The white paper had relatively little new on education and training and rightly focused on the long tail of failure in primary and secondary schools (about one third of pupils effectively fail their GCSEs) with 55 Education Improvement Areas put in special measures. There is a potential contradiction between the concern with graduate retention in poorer areas and the announcement of free school sixth forms in such places which are usually a vehicle into higher education and away. The white paper also missed an opportunity to reassure the Further Education colleges that they are beloved by the Government not merely in rhetoric.
There is a tug of war going on between HE and FE as to who is best placed to deliver the desperately needed level 4 and 5 higher technical “missing middle” skills. The Institutes of Technology are meant to bring both sectors together to deliver those skills but the HE institutions tend to dominate. Technical skill delivery is too important to be hamstrung by institutional competition.

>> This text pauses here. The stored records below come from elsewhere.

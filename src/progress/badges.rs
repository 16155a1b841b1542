//! Badge definitions and metadata
//!
//! All badges are defined here with their unlock conditions.

use serde::{Deserialize, Serialize};

/// Unique identifier for each badge
#[derive(Debug, Clone, Copy, PartialEq, Eq, PartialOrd, Ord, Hash, Serialize, Deserialize)]
#[serde(rename_all = "snake_case")]
pub enum BadgeId {
    // Log count badges
    FirstLog,
    TenLogs,
    HundredLogs,

    // Streak badges
    Streak3,
    Streak7,
    Streak30,
    Streak100,

    // Goal set badges
    GoalCollector,
    AllRounder,

    // Quest badges
    FirstQuest,
}

impl BadgeId {
    /// Get the string ID used in the data file
    pub fn as_str(&self) -> &'static str {
        match self {
            Self::FirstLog => "first_log",
            Self::TenLogs => "ten_logs",
            Self::HundredLogs => "hundred_logs",
            Self::Streak3 => "streak3",
            Self::Streak7 => "streak7",
            Self::Streak30 => "streak30",
            Self::Streak100 => "streak100",
            Self::GoalCollector => "goal_collector",
            Self::AllRounder => "all_rounder",
            Self::FirstQuest => "first_quest",
        }
    }
}

impl std::fmt::Display for BadgeId {
    fn fmt(&self, f: &mut std::fmt::Formatter<'_>) -> std::fmt::Result {
        write!(f, "{}", self.as_str())
    }
}

/// Unlock condition, evaluated against derived player state
#[derive(Debug, Clone, Copy, PartialEq, Eq)]
pub enum BadgeRule {
    /// Active (goal, date) entries across all goals
    TotalLogs(usize),
    /// Longest streak of any single goal
    LongestStreak(u32),
    /// Goals ever created, archived ones included
    GoalCount(usize),
    /// Dates with a completed daily quest
    QuestsCompleted(usize),
    /// Distinct attributes covered by the goal set
    AttributesCovered(usize),
}

/// Badge definition with all metadata
#[derive(Debug, Clone)]
pub struct Badge {
    pub id: BadgeId,
    pub name: &'static str,
    pub description: &'static str,
    pub icon: &'static str,
    pub rule: BadgeRule,
}

/// All badge definitions
pub static BADGES: &[Badge] = &[
    // === LOGS ===
    Badge {
        id: BadgeId::FirstLog,
        name: "First Step",
        description: "Log progress on any goal",
        icon: "🎯",
        rule: BadgeRule::TotalLogs(1),
    },
    Badge {
        id: BadgeId::TenLogs,
        name: "Getting Consistent",
        description: "Log 10 active days",
        icon: "📈",
        rule: BadgeRule::TotalLogs(10),
    },
    Badge {
        id: BadgeId::HundredLogs,
        name: "Centurion",
        description: "Log 100 active days",
        icon: "💯",
        rule: BadgeRule::TotalLogs(100),
    },
    // === STREAKS ===
    Badge {
        id: BadgeId::Streak3,
        name: "Warming Up",
        description: "Reach a 3-day streak",
        icon: "🔥",
        rule: BadgeRule::LongestStreak(3),
    },
    Badge {
        id: BadgeId::Streak7,
        name: "Week Warrior",
        description: "Reach a 7-day streak",
        icon: "🗓️",
        rule: BadgeRule::LongestStreak(7),
    },
    Badge {
        id: BadgeId::Streak30,
        name: "Iron Will",
        description: "Reach a 30-day streak",
        icon: "⚔️",
        rule: BadgeRule::LongestStreak(30),
    },
    Badge {
        id: BadgeId::Streak100,
        name: "Unbroken",
        description: "Reach a 100-day streak",
        icon: "👑",
        rule: BadgeRule::LongestStreak(100),
    },
    // === GOALS ===
    Badge {
        id: BadgeId::GoalCollector,
        name: "Goal Collector",
        description: "Track 5 goals",
        icon: "🗂️",
        rule: BadgeRule::GoalCount(5),
    },
    Badge {
        id: BadgeId::AllRounder,
        name: "All-Rounder",
        description: "Have a goal for every attribute",
        icon: "⭐",
        rule: BadgeRule::AttributesCovered(5),
    },
    // === QUESTS ===
    Badge {
        id: BadgeId::FirstQuest,
        name: "Prepared",
        description: "Complete the daily quest",
        icon: "📜",
        rule: BadgeRule::QuestsCompleted(1),
    },
];

impl Badge {
    /// Look up a badge definition
    pub fn get(id: BadgeId) -> &'static Badge {
        // Positions in BADGES
        let index = match id {
            BadgeId::FirstLog => 0,
            BadgeId::TenLogs => 1,
            BadgeId::HundredLogs => 2,
            BadgeId::Streak3 => 3,
            BadgeId::Streak7 => 4,
            BadgeId::Streak30 => 5,
            BadgeId::Streak100 => 6,
            BadgeId::GoalCollector => 7,
            BadgeId::AllRounder => 8,
            BadgeId::FirstQuest => 9,
        };
        &BADGES[index]
    }
}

The White Paper did a lot of pulling together of the multiple funding streams and initiatives that could reasonably be described as contributing to levelling up, but there is nothing wrong with reminding us of what is already out there, and even less wrong with promising to rationalise and simplify it. What might have been helpful, and might yet emerge from the consultation process, is some sense of the longer-term funding strategy for this enormously ambitious and long-term project after some of the pandemic related fiscal pressures are brought under control.
So we have analysis, targets, data, an institutional accountability framework, plenty of state funding for everything from free ports to R&D and obesity initiatives, even some Soviet style direction of civil service labour. There was surprisingly little about actual real businesses and the alchemy of how good jobs are created. But given how hard it is to shift deeply embedded economic patterns it makes more sense to focus on how the national and local state can use the levers it does have to pursue its 12 missions and hope the magic of the market and the spirit of the places that need levelling up can do the rest.